Tests time out after build

Problems with Dalton installation? Find answers or ask for help here
Post Reply
dwh1d17
Posts: 5
Joined: 23 Jul 2020, 11:40
First name(s): David
Last name(s): Hempston
Affiliation: University of Southampton
Country: United Kingdom

Tests time out after build

Post by dwh1d17 » 23 Jul 2020, 12:40

Installing on a RHEL6.10 x86 machine.

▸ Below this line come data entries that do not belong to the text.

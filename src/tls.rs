//! Self-signed certificate lifecycle for the local HTTPS listener.
//!
//! On startup the server asks this module for a usable key pair. An existing
//! pair is reused as long as the certificate parses and has not expired;
//! anything else (missing files, garbage PEM, past `notAfter`) triggers
//! regeneration of a fresh 30-day pair. Generation failure is not fatal: the
//! caller falls back to plain HTTP, which is an acceptable tradeoff for a
//! local development tool.

use std::fs;
use std::io;
use std::path::{Path, PathBuf};

use rcgen::{CertificateParams, DistinguishedName, DnType, KeyPair};
use time::{Duration, OffsetDateTime};
use x509_parser::pem::parse_x509_pem;
use x509_parser::prelude::{FromDer, X509Certificate};

use crate::config::{
    CERT_COMMON_NAME, CERT_DIR_NAME, CERT_FILE_NAME, CERT_ORGANIZATION, CERT_VALIDITY_DAYS,
    KEY_FILE_NAME,
};

/// Certificate resolution error. Filesystem failures are fatal at startup;
/// there is no retry logic.
#[derive(Debug, thiserror::Error)]
pub enum CertError {
    #[error("Failed to create certificate directory {path}: {source}")]
    CreateDir { path: PathBuf, source: io::Error },

    #[error("Failed to persist {path}: {source}")]
    Persist { path: PathBuf, source: io::Error },
}

/// On-disk locations of a PEM certificate and its private key.
#[derive(Debug, Clone, PartialEq, Eq)]
pub struct CertPaths {
    pub cert_path: PathBuf,
    pub key_path: PathBuf,
}

impl CertPaths {
    fn in_dir(dir: &Path) -> Self {
        Self {
            cert_path: dir.join(CERT_FILE_NAME),
            key_path: dir.join(KEY_FILE_NAME),
        }
    }
}

/// Result of inspecting an on-disk certificate. Parse failures are not
/// surfaced as errors; they are a reason to regenerate, and the caller
/// decides that.
#[derive(Debug)]
pub enum CertStatus {
    Valid { not_after: OffsetDateTime },
    Invalid(String),
}

/// Default certificate directory: `certs/` next to the executable.
pub fn default_cert_dir() -> PathBuf {
    std::env::current_exe()
        .ok()
        .and_then(|exe| exe.parent().map(Path::to_path_buf))
        .unwrap_or_else(|| PathBuf::from("."))
        .join(CERT_DIR_NAME)
}

/// Ensure a valid, unexpired key pair exists in `dir` and return its paths.
///
/// Returns `Ok(None)` when key generation itself is unavailable; the caller
/// must then serve plain HTTP instead. Filesystem errors propagate.
pub fn ensure_certificate(dir: &Path) -> Result<Option<CertPaths>, CertError> {
    fs::create_dir_all(dir).map_err(|source| CertError::CreateDir {
        path: dir.to_path_buf(),
        source,
    })?;

    let paths = CertPaths::in_dir(dir);

    if paths.cert_path.exists() && paths.key_path.exists() {
        match inspect_certificate(&paths.cert_path) {
            CertStatus::Valid { not_after } if OffsetDateTime::now_utc() < not_after => {
                tracing::info!(
                    cert = %paths.cert_path.display(),
                    expires = %not_after,
                    "Reusing existing TLS certificate"
                );
                return Ok(Some(paths));
            }
            CertStatus::Valid { not_after } => {
                tracing::info!(expired = %not_after, "TLS certificate expired, regenerating");
            }
            CertStatus::Invalid(reason) => {
                tracing::warn!(%reason, "TLS certificate unreadable, regenerating");
            }
        }
    }

    let (cert_pem, key_pem) = match generate_self_signed() {
        Ok(pair) => pair,
        Err(err) => {
            tracing::warn!(
                error = %err,
                "Certificate generation unavailable, falling back to plain HTTP"
            );
            return Ok(None);
        }
    };

    persist(&paths.cert_path, cert_pem.as_bytes())?;
    persist(&paths.key_path, key_pem.as_bytes())?;
    tracing::info!(dir = %dir.display(), "Generated new self-signed TLS certificate");

    Ok(Some(paths))
}

/// Inspect the certificate at `path` without ever failing: unreadable or
/// unparseable input yields `CertStatus::Invalid` with the reason.
pub fn inspect_certificate(path: &Path) -> CertStatus {
    let bytes = match fs::read(path) {
        Ok(bytes) => bytes,
        Err(err) => return CertStatus::Invalid(format!("read failed: {}", err)),
    };

    let (_, pem) = match parse_x509_pem(&bytes) {
        Ok(parsed) => parsed,
        Err(err) => return CertStatus::Invalid(format!("invalid PEM: {}", err)),
    };

    let (_, cert) = match X509Certificate::from_der(pem.contents.as_slice()) {
        Ok(parsed) => parsed,
        Err(err) => return CertStatus::Invalid(format!("invalid X.509: {}", err)),
    };

    CertStatus::Valid {
        not_after: cert.validity().not_after.to_datetime(),
    }
}

/// Generate a self-signed certificate and PKCS#8 private key as PEM strings.
///
/// Subject and issuer are both CN=localhost / O=OAuth Callback Server, with
/// a non-critical SAN extension covering 127.0.0.1 and "localhost". The
/// validity window is exactly [now, now + 30 days].
fn generate_self_signed() -> Result<(String, String), rcgen::Error> {
    // rcgen turns IP-shaped strings into IP SAN entries
    let mut params = CertificateParams::new(vec![
        "127.0.0.1".to_string(),
        CERT_COMMON_NAME.to_string(),
    ])?;

    let mut dn = DistinguishedName::new();
    dn.push(DnType::CommonName, CERT_COMMON_NAME);
    dn.push(DnType::OrganizationName, CERT_ORGANIZATION);
    params.distinguished_name = dn;

    let now = OffsetDateTime::now_utc();
    params.not_before = now;
    params.not_after = now + Duration::days(CERT_VALIDITY_DAYS);

    let key_pair = KeyPair::generate()?;
    let cert = params.self_signed(&key_pair)?;

    Ok((cert.pem(), key_pair.serialize_pem()))
}

/// Write `bytes` to `path` with write-then-rename semantics so a crash never
/// leaves a truncated artifact behind.
fn persist(path: &Path, bytes: &[u8]) -> Result<(), CertError> {
    let mut tmp = path.as_os_str().to_os_string();
    tmp.push(".tmp");
    let tmp = PathBuf::from(tmp);

    let write_err = |source| CertError::Persist {
        path: path.to_path_buf(),
        source,
    };

    fs::write(&tmp, bytes).map_err(write_err)?;
    fs::rename(&tmp, path).map_err(write_err)?;
    Ok(())
}

#[cfg(test)]
mod tests {
    use super::*;

    fn parse_validity(path: &Path) -> (OffsetDateTime, OffsetDateTime) {
        let bytes = fs::read(path).unwrap();
        let (_, pem) = parse_x509_pem(&bytes).unwrap();
        let (_, cert) = X509Certificate::from_der(pem.contents.as_slice()).unwrap();
        (
            cert.validity().not_before.to_datetime(),
            cert.validity().not_after.to_datetime(),
        )
    }

    fn write_pair_with_validity(dir: &Path, not_before: OffsetDateTime, not_after: OffsetDateTime) {
        let mut params = CertificateParams::new(vec![CERT_COMMON_NAME.to_string()]).unwrap();
        params.not_before = not_before;
        params.not_after = not_after;
        let key_pair = KeyPair::generate().unwrap();
        let cert = params.self_signed(&key_pair).unwrap();
        fs::write(dir.join(CERT_FILE_NAME), cert.pem()).unwrap();
        fs::write(dir.join(KEY_FILE_NAME), key_pair.serialize_pem()).unwrap();
    }

    #[test]
    fn generates_pair_when_missing() {
        let dir = tempfile::tempdir().unwrap();
        let cert_dir = dir.path().join("certs");

        let paths = ensure_certificate(&cert_dir).unwrap().unwrap();
        assert!(paths.cert_path.exists());
        assert!(paths.key_path.exists());

        let key_pem = fs::read_to_string(&paths.key_path).unwrap();
        assert!(key_pem.contains("BEGIN PRIVATE KEY"), "expected PKCS#8 PEM");

        let (not_before, not_after) = parse_validity(&paths.cert_path);
        assert_eq!(not_after - not_before, Duration::days(CERT_VALIDITY_DAYS));
        assert!(not_after > OffsetDateTime::now_utc());
    }

    #[test]
    fn reuses_valid_pair_without_rewriting() {
        let dir = tempfile::tempdir().unwrap();
        let cert_dir = dir.path().to_path_buf();

        let first = ensure_certificate(&cert_dir).unwrap().unwrap();
        let cert_bytes = fs::read(&first.cert_path).unwrap();
        let key_bytes = fs::read(&first.key_path).unwrap();

        let second = ensure_certificate(&cert_dir).unwrap().unwrap();
        assert_eq!(first, second);
        assert_eq!(cert_bytes, fs::read(&second.cert_path).unwrap());
        assert_eq!(key_bytes, fs::read(&second.key_path).unwrap());
    }

    #[test]
    fn regenerates_expired_pair() {
        let dir = tempfile::tempdir().unwrap();
        let cert_dir = dir.path().to_path_buf();

        let now = OffsetDateTime::now_utc();
        write_pair_with_validity(&cert_dir, now - Duration::days(40), now - Duration::days(10));
        let stale_cert = fs::read(cert_dir.join(CERT_FILE_NAME)).unwrap();

        let resolution_time = OffsetDateTime::now_utc();
        let paths = ensure_certificate(&cert_dir).unwrap().unwrap();

        let fresh_cert = fs::read(&paths.cert_path).unwrap();
        assert_ne!(stale_cert, fresh_cert, "expected both files overwritten");

        let (_, not_after) = parse_validity(&paths.cert_path);
        let expected = resolution_time + Duration::days(CERT_VALIDITY_DAYS);
        // ASN.1 validity has one-second resolution
        assert!((not_after - expected).abs() < Duration::seconds(5));
    }

    #[test]
    fn regenerates_unparseable_pair() {
        let dir = tempfile::tempdir().unwrap();
        let cert_dir = dir.path().to_path_buf();

        fs::write(cert_dir.join(CERT_FILE_NAME), "not a certificate").unwrap();
        fs::write(cert_dir.join(KEY_FILE_NAME), "not a key").unwrap();

        let paths = ensure_certificate(&cert_dir).unwrap().unwrap();
        match inspect_certificate(&paths.cert_path) {
            CertStatus::Valid { not_after } => assert!(not_after > OffsetDateTime::now_utc()),
            CertStatus::Invalid(reason) => panic!("expected valid regenerated cert: {}", reason),
        }
    }

    #[test]
    fn inspect_reports_invalid_for_garbage() {
        let dir = tempfile::tempdir().unwrap();
        let path = dir.path().join(CERT_FILE_NAME);
        fs::write(&path, "garbage").unwrap();

        assert!(matches!(
            inspect_certificate(&path),
            CertStatus::Invalid(_)
        ));
    }

    #[test]
    fn inspect_reports_invalid_for_missing_file() {
        let dir = tempfile::tempdir().unwrap();
        assert!(matches!(
            inspect_certificate(&dir.path().join("nope.crt")),
            CertStatus::Invalid(_)
        ));
    }
}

Standard build but using openmpi.

mpicc --version
gcc (GCC) 6.1.0

Code: Select all

git clone --recursive https://gitlab.com/dalton/dalton.git
cd dalton/
git checkout Dalton2018.0
git submodule update
Configured the build -- configured dalton and created the directory build

Code: Select all

./setup --fc=mpif90 --cc=mpicc --mpi --mkl=sequential --prefix=/local/software/dalton/2018.0
cd build/
make -j 4 
The build seemed to work great. No errors. Now test the build -- creating a scratch directory for this purpose

Code: Select all

mkdir /scratch/hpc/dalton
export DALTON_TMPDIR=/scratch/hpc/dalton
export DALTON_NUM_MPI_PROCS=4
make test
Only the first test seems to pass can then they just start timing out.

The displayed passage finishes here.